From that preliminary round of model rankings and collecting data on the use of configuration variables, I found mistral-7b-instruct-v0.2.Q8_0.gguf to produce the highest quality bulleted notes, and have been searching for one to best it, that fits on my 12GB 3060, ever since. (Tho OpenChat 3.5 0106 is a strong contender)

I double dare you!! Show me a 7b outperforming Mistral for this task.


For this ranking, I’m using that base of knowledge to assess a variety of leading 7b models. This time I’m using Ollama, as I find it simpler to use and quite performant.


I chose the following models because I found them ranking above Mistral 7b Instruct 0.2 on various leader-boards, or were self-proclaimed as best 7b. (chat templates tested in parenthesis)


  • openchat-3.5-0106.Q8_0.gguf (OpenChat)

  • snorkel-mistral-pairrm-dpo.Q8_0.gguf (Mistral)

  • dolphin-2.6-mistral-7b.Q8_0.gguf (Mistral)

  • supermario-v2.Q8_0.gguf (ChatML)

  • openhermes-2.5-mistral-7b.Q8_0.gguf (ChatML)

  • openhermes-2.5-neural-chat-7b-v3-1-7b.Q8_0.gguf (ChatML)

  • openhermes-2.5-neural-chat-v3-3-slerp.Q8_0.gguf (ChatML)

  • WestLake-7B-v2-Q8_0.gguf (ChatML, Mistral)

  • MBX-7B-v3-DPO.q8_0.gguf (ChatML, Mistral)

  • neuralbeagle14-7b.q8_0.gguf (ChatML, Mistral)

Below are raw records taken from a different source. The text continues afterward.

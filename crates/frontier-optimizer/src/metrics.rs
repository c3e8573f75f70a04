//! Portfolio metrics
//!
//! Expected return wᵀμ and volatility √(wᵀΣw), computed from the final
//! (repaired) weights. The variance is clamped at zero before the square root
//! to absorb floating-point noise.

use crate::error::{OptimizationError, Result};
use ndarray::{Array1, Array2};
use serde::{Deserialize, Serialize};

/// Realised statistics of a weight vector
#[derive(Debug, Clone, Copy, PartialEq, Serialize, Deserialize)]
pub struct PortfolioMetrics {
    /// Expected portfolio return wᵀμ
    pub expected_return: f64,
    /// Portfolio variance wᵀΣw, clamped at zero
    pub variance: f64,
    /// Portfolio volatility (standard deviation)
    pub volatility: f64,
}

impl PortfolioMetrics {
    /// Compute metrics for `weights` under the given moments
    ///
    /// # Errors
    /// Returns [`OptimizationError::DimensionMismatch`] if the weights, mean
    /// vector and covariance matrix disagree on the asset count.
    pub fn compute(
        weights: &Array1<f64>,
        mean: &Array1<f64>,
        covariance: &Array2<f64>,
    ) -> Result<Self> {
        let n = weights.len();
        if mean.len() != n {
            return Err(OptimizationError::DimensionMismatch {
                expected: n,
                actual: mean.len(),
            });
        }
        if covariance.dim() != (n, n) {
            return Err(OptimizationError::DimensionMismatch {
                expected: n,
                actual: covariance.nrows(),
            });
        }

        let expected_return = weights.dot(mean);
        let variance = weights.dot(&covariance.dot(weights)).max(0.0);

        Ok(Self {
            expected_return,
            variance,
            volatility: variance.sqrt(),
        })
    }
}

  • omnibeagle-7b-q8_0.gguf (ChatML, Mistral)


For some models, where I wasn’t getting the desired results, as they are mostly Mistral derived, I tested the Mistral template even though they list ChatML as their preferred input.

Bullet Point Notes With Headings and Terms in Bold

Write comprehensive bulleted notes summarizing the following text, with headings, terms, and key concepts in bold.\n\nTEXT:


While GPT3.5 isn’t my personal baseline, it is something of an industry standard, and I would expect it to produce better results than most 7b Q8 GGUFs.


An example response from GPT3.5

While there are no key concepts of terms in bold, the headings are in bold, and overall, this is quite easy to read compared to blocks of paragraphs. Also, whether or not we find terms in bold may depend on the input text itself, where a bullet point summary should always include bolded headings.

I’m Looking for Models That Produces Notes:

  • faster
  • with more detail, less filler
  • with comparable detail with longer context (currently stretching these capabilities around 2.5k context)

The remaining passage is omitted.